China’s property crisis: who and what will save the indebted developers in the world’s largest real-estate market?

  • Sunac, which forked out 43.8 billion yuan in 2017 to help Wanda, defaulted on a US dollar bond last week, and had its rating cut twice by Fitch, deep into junk status
  • R&F, which bought 77 Wanda hotels for 19.9 billion yuan in 2017, had to sell its London asset at a 42 per cent discount

One day mid-July in 2017, one of China’s wealthiest men called a hastily organised media conference to announce what would turn out to be the largest corporate bailout in the country amid a regulatory crackdown on profligate deal making.

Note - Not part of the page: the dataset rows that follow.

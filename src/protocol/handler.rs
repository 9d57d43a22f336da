use std::sync::Arc;

use thiserror::Error;
use tracing::debug;

use crate::identity::{IdentityResolver, ResolverError};
use crate::protocol::message::{
    ClientMessage, ServerMessage, SubscriptionErrorReport, SubscriptionReport,
    SubscriptionRequest, UnsubscribeRequest,
};
use crate::registry::{SharedRegistry, PUBLIC_KEY};
use crate::utils::error::{
    CLOSE_BAD_REQUEST, CLOSE_CONFLICT, CLOSE_FORBIDDEN, CLOSE_INTERNAL, CLOSE_METHOD_NOT_ALLOWED,
};

/// A failed client command. Carries the application close code and the
/// single-line reason surfaced to the client in the close frame.
#[derive(Debug, Error)]
#[error("{reason}")]
pub struct CommandError {
    pub code: u16,
    pub reason: String,
}

impl CommandError {
    fn bad_request(reason: impl Into<String>) -> Self {
        Self { code: CLOSE_BAD_REQUEST, reason: reason.into() }
    }

    fn method_not_allowed(reason: impl Into<String>) -> Self {
        Self { code: CLOSE_METHOD_NOT_ALLOWED, reason: reason.into() }
    }

    fn conflict(reason: impl Into<String>) -> Self {
        Self { code: CLOSE_CONFLICT, reason: reason.into() }
    }
}

impl From<ResolverError> for CommandError {
    fn from(err: ResolverError) -> Self {
        match err {
            ResolverError::Unauthorized => Self {
                code: CLOSE_FORBIDDEN,
                reason: "Invalid API key".to_string(),
            },
            ResolverError::Upstream(msg) => Self { code: CLOSE_INTERNAL, reason: msg },
        }
    }
}

/// The mutations a `createSubscriptions` command will apply, computed
/// during the resolution phase. All identity lookups finish before the
/// registry lock is taken, so a resolver failure leaves the registry in
/// its prior state.
enum Plan {
    /// Key-only entry: track the key and subscribe every resolved topic.
    Tracked { api_key: String, topics: Vec<String> },
    /// Explicit topic list, already filtered down to the accepted topics.
    Explicit { api_key: Option<String>, accepted: Vec<String> },
}

/// Parses and executes one inbound command frame for a multi-key
/// connection. On error the caller closes the connection with the
/// returned code and reason.
pub async fn handle_message(
    registry: &SharedRegistry,
    resolver: &Arc<dyn IdentityResolver>,
    conn_id: &str,
    text: &str,
) -> Result<(), CommandError> {
    match registry.lock().unwrap().is_single_key(conn_id) {
        Some(false) => {}
        Some(true) => {
            return Err(CommandError::method_not_allowed(
                "Single-key connection cannot be modified",
            ))
        }
        // the connection went away while the frame was in flight
        None => return Ok(()),
    }

    let msg: ClientMessage = serde_json::from_str(text)
        .map_err(|e| CommandError::bad_request(format!("Invalid message: {}", e)))?;

    match msg {
        ClientMessage::CreateSubscriptions { subscriptions } => {
            create_subscriptions(registry, resolver, conn_id, subscriptions).await
        }
        ClientMessage::DeleteSubscriptions { subscriptions } => {
            delete_subscriptions(registry, conn_id, subscriptions)
        }
    }
}

async fn create_subscriptions(
    registry: &SharedRegistry,
    resolver: &Arc<dyn IdentityResolver>,
    conn_id: &str,
    subscriptions: Vec<SubscriptionRequest>,
) -> Result<(), CommandError> {
    if subscriptions.is_empty() {
        return Err(CommandError::bad_request("subscriptions array must not be empty"));
    }

    // Resolution phase: every identity lookup happens here, before any
    // registry mutation.
    let mut plans: Vec<Plan> = Vec::new();
    let mut errors: Vec<SubscriptionErrorReport> = Vec::new();
    for entry in &subscriptions {
        let topics = entry.topics.as_deref().unwrap_or(&[]);
        if topics.is_empty() {
            let Some(api_key) = &entry.api_key else {
                return Err(CommandError::bad_request(
                    "Subscription must specify an apiKey or topics",
                ));
            };
            let resolved = resolver.topics_for_key(api_key).await?;
            plans.push(Plan::Tracked { api_key: api_key.clone(), topics: resolved });
            continue;
        }

        for topic in topics {
            if !topic.starts_with('/') {
                return Err(CommandError::bad_request(format!(
                    "Invalid topic '{}': topics must begin with /",
                    topic
                )));
            }
        }
        let mut accepted = Vec::new();
        match &entry.api_key {
            Some(api_key) => {
                let allowed = resolver.topics_for_key(api_key).await?;
                for topic in topics {
                    if allowed.iter().any(|t| t == topic) {
                        accepted.push(topic.clone());
                    } else {
                        errors.push(SubscriptionErrorReport {
                            api_key: Some(api_key.clone()),
                            topic: topic.clone(),
                            error: "Topic is not valid for provided API key".to_string(),
                        });
                    }
                }
            }
            None => {
                for topic in topics {
                    if resolver.is_public_topic(topic).await? {
                        accepted.push(topic.clone());
                    } else {
                        errors.push(SubscriptionErrorReport {
                            api_key: None,
                            topic: topic.clone(),
                            error: "Topic is not accessible without an API key".to_string(),
                        });
                    }
                }
            }
        }
        plans.push(Plan::Explicit { api_key: entry.api_key.clone(), accepted });
    }

    // Mutation phase.
    let mut reg = registry.lock().unwrap();
    if !reg.has_connection(conn_id) {
        return Ok(());
    }
    let mut reported: Vec<Option<String>> = Vec::new();
    for plan in &plans {
        match plan {
            Plan::Tracked { api_key, topics } => {
                reg.enable_access_tracking(conn_id, api_key);
                for topic in topics {
                    reg.add_subscription(conn_id, api_key, topic);
                }
                let key = Some(api_key.clone());
                if !reported.contains(&key) {
                    reported.push(key);
                }
            }
            Plan::Explicit { api_key, accepted } => {
                let key = api_key.as_deref().unwrap_or(PUBLIC_KEY);
                for topic in accepted {
                    reg.add_subscription(conn_id, key, topic);
                }
                if !accepted.is_empty() && !reported.contains(api_key) {
                    reported.push(api_key.clone());
                }
            }
        }
    }
    debug!(
        "createSubscriptions on {}: {} accepted keys, {} errors",
        conn_id,
        reported.len(),
        errors.len()
    );
    let reports = reported
        .into_iter()
        .map(|api_key| {
            let lookup = api_key.as_deref().unwrap_or(PUBLIC_KEY);
            SubscriptionReport { topics: reg.topics_for_key_on(conn_id, lookup), api_key }
        })
        .collect();
    reg.send_event(
        conn_id,
        &ServerMessage::SubscriptionsCreated { subscriptions: reports, errors },
    );
    Ok(())
}

fn delete_subscriptions(
    registry: &SharedRegistry,
    conn_id: &str,
    subscriptions: Vec<UnsubscribeRequest>,
) -> Result<(), CommandError> {
    if subscriptions.is_empty() {
        return Err(CommandError::bad_request("subscriptions array must not be empty"));
    }
    let mut reg = registry.lock().unwrap();
    if !reg.has_connection(conn_id) {
        return Ok(());
    }
    let mut total = 0;
    for entry in &subscriptions {
        total += reg.remove_by_key_and_topic(conn_id, &entry.api_key, entry.topic.as_deref());
    }
    if total == 0 {
        return Err(CommandError::conflict("No matching subscription"));
    }
    debug!("deleteSubscriptions on {}: {} removed", conn_id, total);
    reg.send_event(conn_id, &ServerMessage::SubscriptionsDeleted {});
    Ok(())
}
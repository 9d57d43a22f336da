use tracing::Level;

/// Initialize tracing for the server.
///
/// Dev mode keeps ANSI colors and module targets for local debugging;
/// production output is plain single-line text for log shippers. Later
/// calls are ignored, so test setups may call this freely.
pub fn init(default_level: &str, dev: bool) {
    let level = match default_level.to_lowercase().as_str() {
        "error" => Level::ERROR,
        "warn" | "warning" => Level::WARN,
        "debug" => Level::DEBUG,
        "trace" => Level::TRACE,
        _ => Level::INFO,
    };

    let _ = tracing_subscriber::fmt()
        .with_max_level(level)
        .with_target(dev)
        .with_ansi(dev)
        .try_init();
}

/// Masks an API key for log output. Only a short prefix survives; keys
/// never appear in logs in full.
pub fn redact_key(key: &str) -> String {
    if key.len() > 8 {
        let prefix: String = key.chars().take(4).collect();
        format!("{}***", prefix)
    } else {
        "***".to_string()
    }
}
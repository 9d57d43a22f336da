use super::error::{close_code, truncate_reason, MAX_CLOSE_REASON_BYTES};
use super::logging::redact_key;

#[test]
fn test_close_code_shifts_http_codes() {
    assert_eq!(close_code(400), 4400);
    assert_eq!(close_code(403), 4403);
    assert_eq!(close_code(500), 4500);
}

#[test]
fn test_close_code_passes_through_reserved_range() {
    assert_eq!(close_code(4409), 4409);
}

#[test]
fn test_truncate_reason_keeps_short_lines() {
    assert_eq!(truncate_reason("No matching subscription"), "No matching subscription");
}

#[test]
fn test_truncate_reason_drops_later_lines() {
    assert_eq!(truncate_reason("first line\nsecond line"), "first line");
}

#[test]
fn test_truncate_reason_respects_byte_limit() {
    let long = "x".repeat(400);
    assert_eq!(truncate_reason(&long).len(), MAX_CLOSE_REASON_BYTES);
}

#[test]
fn test_truncate_reason_respects_char_boundaries() {
    let long = "é".repeat(200);
    let truncated = truncate_reason(&long);
    assert!(truncated.len() <= MAX_CLOSE_REASON_BYTES);
    assert!(truncated.chars().all(|c| c == 'é'));
}

#[test]
fn test_redact_key_hides_most_of_the_key() {
    let redacted = redact_key("K24CHARSTRINGAAAAAAAAAAA");
    assert_eq!(redacted, "K24C***");
    assert!(!redacted.contains("STRING"));
}

#[test]
fn test_redact_key_hides_short_keys_entirely() {
    assert_eq!(redact_key("short"), "***");
}
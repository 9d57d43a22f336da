use std::collections::{HashMap, HashSet};

use async_trait::async_trait;

use crate::identity::{IdentityResolver, ResolverError};

/// In-memory resolver used by tests: a fixed key → topics table plus a set
/// of publicly accessible topics. Unknown keys are reported unauthorized.
#[derive(Debug, Default, Clone)]
pub struct StaticResolver {
    keys: HashMap<String, Vec<String>>,
    public: HashSet<String>,
    fail_upstream: bool,
}

impl StaticResolver {
    pub fn new() -> Self {
        Self::default()
    }

    pub fn with_key(mut self, api_key: &str, topics: &[&str]) -> Self {
        self.keys
            .insert(api_key.to_string(), topics.iter().map(|t| t.to_string()).collect());
        self
    }

    pub fn with_public(mut self, topic: &str) -> Self {
        self.public.insert(topic.to_string());
        self
    }

    /// Makes every call fail as an upstream error.
    pub fn failing(mut self) -> Self {
        self.fail_upstream = true;
        self
    }
}

#[async_trait]
impl IdentityResolver for StaticResolver {
    async fn topics_for_key(&self, api_key: &str) -> Result<Vec<String>, ResolverError> {
        if self.fail_upstream {
            return Err(ResolverError::Upstream("identity service unavailable".to_string()));
        }
        self.keys
            .get(api_key)
            .cloned()
            .ok_or(ResolverError::Unauthorized)
    }

    async fn is_public_topic(&self, topic: &str) -> Result<bool, ResolverError> {
        if self.fail_upstream {
            return Err(ResolverError::Upstream("identity service unavailable".to_string()));
        }
        Ok(self.public.contains(topic))
    }
}
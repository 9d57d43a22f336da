use super::settings::Settings;

#[test]
fn test_default_settings() {
    let settings = Settings::default();
    assert_eq!(settings.server.hostname, "127.0.0.1");
    assert_eq!(settings.server.port, 8080);
    assert!(!settings.server.https);
    assert!(!settings.server.proxy_protocol);
    assert_eq!(settings.stream.keepalive_interval, 25);
    assert_eq!(settings.stream.retry_time, 10);
    assert_eq!(settings.stream.status_interval, 60);
    assert_eq!(settings.stream.shutdown_delay, 1000);
    assert_eq!(settings.api.url, "http://localhost:8000");
    assert_eq!(settings.api.version, 1);
    assert!(settings.api.request_headers.is_empty());
    assert_eq!(settings.ingest.topic, "streamcast");
    assert!(!settings.dev);
}
use std::process::ExitCode;

use tracing::{error, info};

use streamcast::{config, supervisor, utils};

#[tokio::main]
async fn main() -> ExitCode {
    // Logging is configured from the settings (dev mode changes level and
    // format), so a config failure falls back to the defaults before being
    // reported.
    let settings = match config::load_config() {
        Ok(settings) => settings,
        Err(e) => {
            utils::logging::init("info", false);
            error!("Failed to load configuration: {}", e);
            return ExitCode::FAILURE;
        }
    };

    utils::logging::init(if settings.dev { "debug" } else { "info" }, settings.dev);
    info!("streamcast starting up");

    match supervisor::run(settings).await {
        Ok(()) => {
            info!("shutdown complete");
            ExitCode::SUCCESS
        }
        Err(e) => {
            error!("fatal: {:#}", e);
            ExitCode::FAILURE
        }
    }
}
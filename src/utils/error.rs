//! Application close codes and close-reason formatting.
//!
//! WebSocket close frames carry application codes in the 4xxx range,
//! computed as `4000 + <HTTP-like code>`. Reason strings are limited to a
//! single line and to the 123 bytes a close frame payload allows.

/// Maximum number of bytes a close-frame reason may occupy.
pub const MAX_CLOSE_REASON_BYTES: usize = 123;

/// Maps an HTTP-like status code into the application close-code range.
/// Codes below 1000 are shifted into the reserved 4xxx band; anything
/// already above that is passed through unchanged.
pub const fn close_code(status: u16) -> u16 {
    if status < 1000 {
        4000 + status
    } else {
        status
    }
}

pub const CLOSE_BAD_REQUEST: u16 = close_code(400);
pub const CLOSE_FORBIDDEN: u16 = close_code(403);
pub const CLOSE_METHOD_NOT_ALLOWED: u16 = close_code(405);
pub const CLOSE_CONFLICT: u16 = close_code(409);
pub const CLOSE_INTERNAL: u16 = close_code(500);

/// Reduces a reason string to its first line, truncated to fit a close
/// frame. Truncation respects UTF-8 character boundaries.
pub fn truncate_reason(reason: &str) -> String {
    let line = reason.lines().next().unwrap_or("");
    if line.len() <= MAX_CLOSE_REASON_BYTES {
        return line.to_string();
    }
    let mut end = MAX_CLOSE_REASON_BYTES;
    while !line.is_char_boundary(end) {
        end -= 1;
    }
    line[..end].to_string()
}
//! 外部到达过程
//!
//! 生成进入入口节点的到达时刻。叠加到达由若干独立流组成，
//! 每次只推进被消费的那一条流。

use serde::{Deserialize, Serialize};

use crate::error::ConfigError;
use crate::sim::{Dist, SimRng};

#[derive(Debug, Clone, PartialEq, Serialize, Deserialize)]
#[serde(tag = "kind", rename_all = "snake_case")]
pub enum ArrivalSpec {
    /// 单一到达流，间隔服从 `interval`。
    Single { interval: Dist },
    /// 若干独立到达流的叠加。
    Superposed { streams: Vec<Dist> },
}

impl ArrivalSpec {
    /// 到达间隔均值必须为正，否则时钟无法越过下一到达时刻。
    pub fn validate(&self) -> Result<(), ConfigError> {
        match self {
            Self::Single { interval } => positive_gap(interval),
            Self::Superposed { streams } => {
                if streams.is_empty() {
                    return Err(ConfigError::NoArrivalStreams);
                }
                streams.iter().try_for_each(positive_gap)
            }
        }
    }
}

fn positive_gap(gap: &Dist) -> Result<(), ConfigError> {
    gap.validate()?;
    if gap.mean <= 0.0 {
        return Err(ConfigError::InvalidMean(gap.mean));
    }
    Ok(())
}

/// 到达生成器：配置加上各流的下一到达时刻。
#[derive(Debug, Clone)]
pub struct ArrivalProcess {
    spec: ArrivalSpec,
    next: Vec<f64>,
}

impl ArrivalProcess {
    pub fn new(spec: ArrivalSpec) -> Result<Self, ConfigError> {
        spec.validate()?;
        Ok(Self {
            spec,
            next: Vec::new(),
        })
    }

    pub fn single(interval: Dist) -> Result<Self, ConfigError> {
        Self::new(ArrivalSpec::Single { interval })
    }

    pub fn superposed(streams: Vec<Dist>) -> Result<Self, ConfigError> {
        Self::new(ArrivalSpec::Superposed { streams })
    }

    pub fn spec(&self) -> &ArrivalSpec {
        &self.spec
    }

    /// 回到初始状态并返回第一个到达时刻（从 0 起算）。
    pub fn first(&mut self, rng: &mut SimRng) -> f64 {
        match &self.spec {
            ArrivalSpec::Single { interval } => {
                self.next.clear();
                interval.sample(rng)
            }
            ArrivalSpec::Superposed { streams } => {
                self.next = streams.iter().map(|d| d.sample(rng)).collect();
                self.earliest().1
            }
        }
    }

    /// 消费时刻为 `prev` 的到达，返回下一个到达时刻。
    pub fn next_after(&mut self, prev: f64, rng: &mut SimRng) -> f64 {
        let streams = match &self.spec {
            ArrivalSpec::Superposed { streams } => streams.len(),
            ArrivalSpec::Single { .. } => 0,
        };
        if self.next.len() != streams {
            return self.first(rng);
        }
        match &self.spec {
            ArrivalSpec::Single { interval } => prev + interval.sample(rng),
            ArrivalSpec::Superposed { streams } => {
                // 被消费的总是最早的那条流（并列时取下标最小者）。
                let (idx, at) = self.earliest();
                self.next[idx] = at + streams[idx].sample(rng);
                self.earliest().1
            }
        }
    }

    fn earliest(&self) -> (usize, f64) {
        let mut best = (0, f64::INFINITY);
        for (i, &t) in self.next.iter().enumerate() {
            if t < best.1 {
                best = (i, t);
            }
        }
        best
    }
}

At Dalian Wanda Group’s headquarters building in Beijing – its tenants included a five-star hotel run by Sofitel, an IMAX cinema and a New World department store – the media waited for the property magnate Wang Jianlin to appear.
Wang was ensconced in a conference room. Journalists outside heard shouting, furniture being overturned, and the sound of breaking glass. In an adjoining room, staff milled about, repeatedly tweaking the backdrop of what was billed as Wanda’s “strategic alliance”: a tripartite venture was hastily scrubbed to a two-party deal, before being reinstated into three parties.
An hour after the event was due to start, Wang emerged from his room, all smiles. Walking alongside him were Sunac China Holdings Limited’s chairman Sun Hongbin and Guangzhou R&F Properties’ chairman Li Sze-lim. The three executives declined to reveal their discussions behind closed doors.
Dalian Wanda Group’s chairman Wang Jianlin (centre) and Sunac China Holdings Limited’s chairman Sun Hongbin (left) attend the signing ceremony for the strategic partnership between Wanda Group, Sunac and R&F Properties Group in Beijing on July 19, 2017. Photo: AFP

Wang dropped a bombshell that day. He sold 77 hotels to R&F for 19.9 billion yuan (US$3 billion). Sunac, under the Chinese bank regulator’s spotlight for its leveraged buyouts, scaled back the commitment it made nine days earlier by 31 per cent, agreeing to pay Wanda 43.8 billion yuan for 13 tourism-related projects, including theme parks.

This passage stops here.